_PROBLEM REQUIREMENTS_. Which lines in the listing below contain the word "String"? Copy each one.

Segment Start: DATA EXTRACT

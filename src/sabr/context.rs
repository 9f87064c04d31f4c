//! The streaming context threaded from one request of a session to the next.
//!
//! The caller builds a [`StreamingContext`] before each request, the parser
//! fills in what the server reported, and the result travels back to the
//! caller base64-encoded in the [`STREAMING_CONTEXT_HEADER`] response header.

use base64::{Engine as _, engine::general_purpose::STANDARD as B64};
use serde::{Deserialize, Serialize};

use super::structs::{
    FormatInitializationMetadata, MediaHeader, PlaybackCookie, SabrErrorMsg, SabrRedirect,
    StreamProtectionStatus,
};
use crate::common::errors::{ContextError, FailureReason};

pub const STREAMING_CONTEXT_HEADER: &str = "X-Streaming-Context";

/// Inclusive byte range of an initialization segment request.
#[derive(Debug, Default, Clone, Copy, PartialEq, Eq, Serialize, Deserialize)]
pub struct ByteRange {
    pub start: u64,
    pub end: u64,
}

impl ByteRange {
    /// Bytes `start..=end` of `data`, clamped to its length.
    pub fn slice<'a>(&self, data: &'a [u8]) -> &'a [u8] {
        let len = data.len();
        let start = usize::try_from(self.start).unwrap_or(len).min(len);
        let end = usize::try_from(self.end)
            .ok()
            .and_then(|e| e.checked_add(1))
            .unwrap_or(len)
            .min(len);
        if start >= end { &[] } else { &data[start..end] }
    }
}

/// The adaptive format the caller wants, as the player API describes it.
#[derive(Debug, Default, Clone, PartialEq, Eq, Serialize, Deserialize)]
#[serde(default)]
pub struct RequestedFormat {
    pub itag: i32,
    #[serde(skip_serializing_if = "Option::is_none")]
    pub last_modified: Option<String>,
    #[serde(skip_serializing_if = "Option::is_none")]
    pub xtags: Option<String>,
    #[serde(skip_serializing_if = "Option::is_none")]
    pub mime_type: Option<String>,
    pub has_video: bool,
    pub has_audio: bool,
}

/// What the server told us during the session.
#[derive(Debug, Default, Clone, PartialEq, Eq, Serialize, Deserialize)]
#[serde(rename_all = "camelCase", default)]
pub struct StreamInfo {
    #[serde(skip_serializing_if = "Option::is_none")]
    pub redirect: Option<SabrRedirect>,
    #[serde(skip_serializing_if = "Option::is_none")]
    pub stream_protection_status: Option<StreamProtectionStatus>,
    #[serde(skip_serializing_if = "Option::is_none")]
    pub playback_cookie: Option<PlaybackCookie>,
    #[serde(skip_serializing_if = "Vec::is_empty")]
    pub format_init_metadata: Vec<FormatInitializationMetadata>,
    #[serde(skip_serializing_if = "Option::is_none")]
    pub media_header: Option<MediaHeader>,
}

#[derive(Debug, Clone, PartialEq, Eq, Serialize, Deserialize)]
#[serde(rename_all = "camelCase")]
pub struct ContextFailure {
    pub sabr_error: SabrErrorMsg,
}

#[derive(Debug, Default, Clone, PartialEq, Eq, Serialize, Deserialize)]
#[serde(rename_all = "camelCase", default)]
pub struct StreamingContext {
    #[serde(rename = "isSABR")]
    pub is_sabr: bool,
    #[serde(rename = "isUMP")]
    pub is_ump: bool,
    pub is_init: bool,
    #[serde(skip_serializing_if = "Option::is_none")]
    pub format: Option<RequestedFormat>,
    #[serde(skip_serializing_if = "Option::is_none")]
    pub byte_range: Option<ByteRange>,
    pub stream_info: StreamInfo,
    #[serde(skip_serializing_if = "Option::is_none")]
    pub error: Option<ContextFailure>,
}

impl StreamingContext {
    pub fn to_header_value(&self) -> Result<String, ContextError> {
        Ok(B64.encode(serde_json::to_vec(self)?))
    }

    pub fn from_header_value(value: &str) -> Result<Self, ContextError> {
        let json = B64.decode(value.trim())?;
        Ok(serde_json::from_slice(&json)?)
    }

    pub fn wants_video(&self) -> bool {
        self.format.as_ref().is_some_and(|f| f.has_video)
    }

    pub fn is_blocked(&self) -> bool {
        self.stream_info
            .stream_protection_status
            .as_ref()
            .is_some_and(StreamProtectionStatus::is_blocked)
    }

    /// The server-side failure this context records, if any. A reported
    /// error takes precedence over a blocking protection status.
    pub fn failure_reason(&self) -> Option<FailureReason> {
        if let Some(failure) = &self.error {
            return Some(FailureReason::SabrError(failure.sabr_error.clone()));
        }
        self.stream_info
            .stream_protection_status
            .as_ref()
            .filter(|s| s.is_blocked())
            .map(|s| FailureReason::Blocked { status: s.status })
    }
}

#[cfg(test)]
mod tests {
    use super::*;

    #[test]
    fn test_header_value_round_trips_through_base64_json() {
        let ctx = StreamingContext {
            is_sabr: true,
            is_ump: true,
            format: Some(RequestedFormat {
                itag: 136,
                has_video: true,
                ..Default::default()
            }),
            byte_range: Some(ByteRange { start: 0, end: 740 }),
            ..Default::default()
        };
        let value = ctx.to_header_value().unwrap();
        assert_eq!(StreamingContext::from_header_value(&value).unwrap(), ctx);
    }

    #[test]
    fn test_json_field_names() {
        let mut ctx = StreamingContext {
            is_sabr: true,
            ..Default::default()
        };
        ctx.stream_info.redirect = Some(SabrRedirect {
            url: "https://rr2.example".into(),
        });
        let json: serde_json::Value = serde_json::to_value(&ctx).unwrap();
        assert_eq!(json["isSABR"], true);
        assert_eq!(json["isUMP"], false);
        assert_eq!(json["streamInfo"]["redirect"]["url"], "https://rr2.example");
    }

    #[test]
    fn test_sparse_context_from_caller() {
        let value = B64.encode(r#"{"isUMP":true,"format":{"itag":140,"has_audio":true}}"#);
        let ctx = StreamingContext::from_header_value(&value).unwrap();
        assert!(ctx.is_ump);
        assert!(!ctx.is_sabr);
        assert!(!ctx.wants_video());
        assert_eq!(ctx.format.unwrap().itag, 140);
    }

    #[test]
    fn test_garbage_header_is_rejected() {
        assert!(matches!(
            StreamingContext::from_header_value("not base64!"),
            Err(ContextError::Base64(_))
        ));
        let value = B64.encode("{");
        assert!(matches!(
            StreamingContext::from_header_value(&value),
            Err(ContextError::Json(_))
        ));
    }

    #[test]
    fn test_failure_reason_prefers_reported_error() {
        let mut ctx = StreamingContext::default();
        assert_eq!(ctx.failure_reason(), None);

        ctx.stream_info.stream_protection_status = Some(StreamProtectionStatus {
            status: 3,
            max_retries: None,
        });
        assert_eq!(ctx.failure_reason(), Some(FailureReason::Blocked { status: 3 }));

        let err = SabrErrorMsg {
            error_type: "sabr.unavailable".into(),
            code: 1,
        };
        ctx.error = Some(ContextFailure {
            sabr_error: err.clone(),
        });
        assert_eq!(ctx.failure_reason(), Some(FailureReason::SabrError(err)));
    }

    #[test]
    fn test_byte_range_slice_is_inclusive_and_clamped() {
        let data: Vec<u8> = (0..20).collect();
        assert_eq!(ByteRange { start: 0, end: 9 }.slice(&data), &data[0..10]);
        assert_eq!(ByteRange { start: 15, end: 99 }.slice(&data), &data[15..]);
        assert!(ByteRange { start: 30, end: 40 }.slice(&data).is_empty());
    }
}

Segment End: DATA EXTRACT

_TASK OUTPUT_.
    pub last_modified: Option<String>,
    pub xtags: Option<String>,
    pub mime_type: Option<String>,
    pub fn to_header_value(&self) -> Result<String, ContextError> {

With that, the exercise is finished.